Brest

À Brest, la délinquance devenue ordinaire n’a pas pris fin avec le confinement. Les faits divers se sont ainsi poursuivis ces dernières semaines, mettant en lumière une insécurité chronique.

Brest : une personne handicapée agressée par un dealer

Parmi les exactions à relever, l’agression d’une personne handicapée le 26 avril en fin de journée en plein-centre ville de Brest, dans le haut de la rue Jean-Jaurès. Cette dernière, âgée d’une cinquantaine d’années, s’est vu importunée par un dealer lui ayant dans un premier temps proposé de la drogue.

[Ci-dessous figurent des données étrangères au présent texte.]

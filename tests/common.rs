//! Test utilities for Drishti integration tests.

#![allow(dead_code)]

use drishti::core::{DepthMap, HazardState, ZoneGrid};
use drishti::{NavigationPipeline, PipelineConfig};

/// Reference camera frame size.
pub const WIDTH: usize = 640;
pub const HEIGHT: usize = 480;

/// Initialize logging once; later calls are ignored.
pub fn init_logging() {
    let _ = env_logger::builder().is_test(true).try_init();
}

/// Uniform depth map at the reference size.
pub fn uniform(value: f32) -> DepthMap {
    DepthMap::filled(WIDTH, HEIGHT, value)
}

/// Default pipeline without preprocessing, so inputs reach the mappers unchanged.
pub fn raw_pipeline() -> NavigationPipeline {
    let config = PipelineConfig {
        median_kernel: None,
        ..PipelineConfig::default()
    };
    NavigationPipeline::new(config).expect("default config is valid")
}

/// Build a grid from a compact state picture, one string per row:
/// `.` free, `w` warning, `E` emergency.
pub fn grid_from_picture(rows: &[&str]) -> ZoneGrid {
    let states: Vec<Vec<HazardState>> = rows
        .iter()
        .map(|row| {
            row.chars()
                .map(|c| match c {
                    'E' => HazardState::Emergency,
                    'w' => HazardState::Warning,
                    _ => HazardState::Free,
                })
                .collect()
        })
        .collect();
    ZoneGrid::from_states(&states, 0.2, 5.0).expect("rectangular picture")
}

/// Column indices whose cells are all in `state`.
pub fn columns_all(grid: &ZoneGrid, state: HazardState) -> Vec<usize> {
    (0..grid.grid_w())
        .filter(|&col| grid.column(col).all(|c| c.state == state))
        .collect()
}
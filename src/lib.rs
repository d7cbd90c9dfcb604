//! # Drishti: Depth-to-Decision Navigation
//!
//! Turns a per-pixel depth map into navigation decisions for a mobile
//! platform: a coarse heading plan and an immediate steer/brake command.
//!
//! ## Quick Start
//!
//! ```rust,no_run
//! use drishti::{NavigationPipeline, PipelineConfig};
//! use drishti::source::{DepthEstimator, Scene, SyntheticDepth};
//!
//! let pipeline = NavigationPipeline::new(PipelineConfig::default())?;
//! let mut source = SyntheticDepth::new(Scene::ObstacleLeft);
//!
//! let depth = source.estimate(&0)?;
//! let out = pipeline.process(&depth);
//! println!(
//!     "yaw {:+.3} rad, speed x{:.1}, brake {}",
//!     out.plan.target_yaw_delta, out.command.forward_scale, out.command.emergency_brake
//! );
//! # Ok::<(), drishti::DrishtiError>(())
//! ```
//!
//! ## Conventions
//!
//! - **Depth**: larger = farther. Non-finite samples are invalid and skipped.
//! - **Image frame**: row 0 is the top of the image; the bottom rows are the
//!   near field for a forward-looking camera.
//! - **Yaw**: positive turns toward the left side of the image.
//!
//! ## Architecture
//!
//! - [`core`]: Data model (DepthMap, Roi, HazardState, ZoneGrid, plans)
//! - [`zones`]: Depth ROI to hazard grid classification
//! - [`planning`]: Strategic planner, reactive avoider, 3x3 fallback
//! - [`source`]: Depth estimator trait, synthetic scenes, preprocessing
//! - [`pipeline`]: Per-frame orchestration
//! - [`config`]: YAML configuration
//!
//! ## Data Flow
//!
//! ```text
//!                      ┌─────────────────┐
//!                      │  DepthEstimator │
//!                      └────────┬────────┘
//!                               │ estimate()
//!                               ▼
//!                      ┌─────────────────┐
//!                      │    DepthMap     │
//!                      │ (median filter) │
//!                      └────────┬────────┘
//!                               │
//!              ┌────────────────┴────────────────┐
//!              ▼                                 ▼
//!     ┌────────────────┐                ┌────────────────┐
//!     │   ZoneMapper   │                │   ZoneMapper   │
//!     │   strategic    │                │    reactive    │
//!     │ 24x32, wide    │                │ 12x16, near    │
//!     └───────┬────────┘                └───────┬────────┘
//!             ▼                                 ▼
//!     ┌────────────────┐                ┌────────────────┐
//!     │StrategicPlanner│                │ReactiveAvoider │
//!     └───────┬────────┘                └───────┬────────┘
//!             ▼                                 ▼
//!       StrategicPlan                    ReactiveCommand
//! ```
//!
//! Every component is immutable after construction and keeps no state
//! between frames.

pub mod config;
pub mod core;
pub mod error;
pub mod pipeline;
pub mod planning;
pub mod source;
pub mod zones;

// Re-export commonly used types at crate root
pub use config::{ConfigLoadError, DrishtiConfig};
pub use core::{
    DepthMap, HazardState, ReactiveCommand, Roi, StrategicPlan, ZoneCell, ZoneGrid,
};
pub use error::{ConfigurationError, DepthError, DrishtiError, Result};
pub use pipeline::{AnalysisMode, NavigationOutput, NavigationPipeline, PipelineConfig};
pub use planning::{FallbackAnalyzer, ReactiveAvoider, StrategicPlanner};
pub use source::DepthEstimator;
pub use zones::{ZoneMapper, ZoneMapperConfig};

La future victime, rapportant par la suite qu’une telle proposition était déjà la troisième du genre qu’elle recevait en quelques jours dans la ville du socialiste François Cuillandre, prévint alors son interlocuteur qu’elle comptait appeler la police face à l’instance et là l’agressivité du dealer. Il n’en fallut pas plus pour que celui-ci la projette contre un véhicule avant de lui voler son mobile et son portefeuille tout en la blessant à la main.

Cette affaire s’inscrit dans un contexte de délinquance plus large dans ce haut de la rue Jean-Jaurès dont l’image est décidément bien écornée. Depuis de nombreuses semaines, diverses bandes de racailles dégradent le climat local en squattant le secteur et en s’adonnant ostensiblement au trafic de stupéfiants.

Confinement, harcèlement et stupéfiants rue Jean-Jaurès

L’inaction des autorités agace d’autant plus les riverains et les commerçants que ces individus sont connus de longue date pour leurs nuisances malgré des contrôles des forces de l’ordre à l’occasion. Sans compter les tensions avec des bandes rivales, lesquelles s’adonnent à des rodéos à motos dans le quartier pour défier leurs « ennemis ».

Le 4 mai dernier, une opération de police a eu lieu, toujours dans le haut de Jaurès, notamment dans un squat situé au-dessus d’un ancien bar de nuit. Squat dans lequel la police a saisi des barrettes de cannabis. Dès la fin de journée, le rituel est chaque jour le même : entre une vingtaine et une quarantaine de dealers, agressifs et bruyants, se postent à l’angle des rues Jean-Jaurès et du Télégraphe tout en terrorisant les passants et en venant perturber la vie des commerces. Sans oublier un feu de poubelle ou l’agression d’un homme promenant son chien par un malinois le 30 avril.

Par ailleurs, la gente féminine doit aussi subir les invectives de ces racailles, comme le montre la mésaventure d’une jeune femme prise à partie par cinq hommes voilà quelques jours. En outre, ces individus à problèmes ne respectent absolument pas les règles élémentaires du confinement. Un symbole de plus illustrant que la cohabitation sur un même territoire avec cette engeance paraît de plus en plus inenvisageable.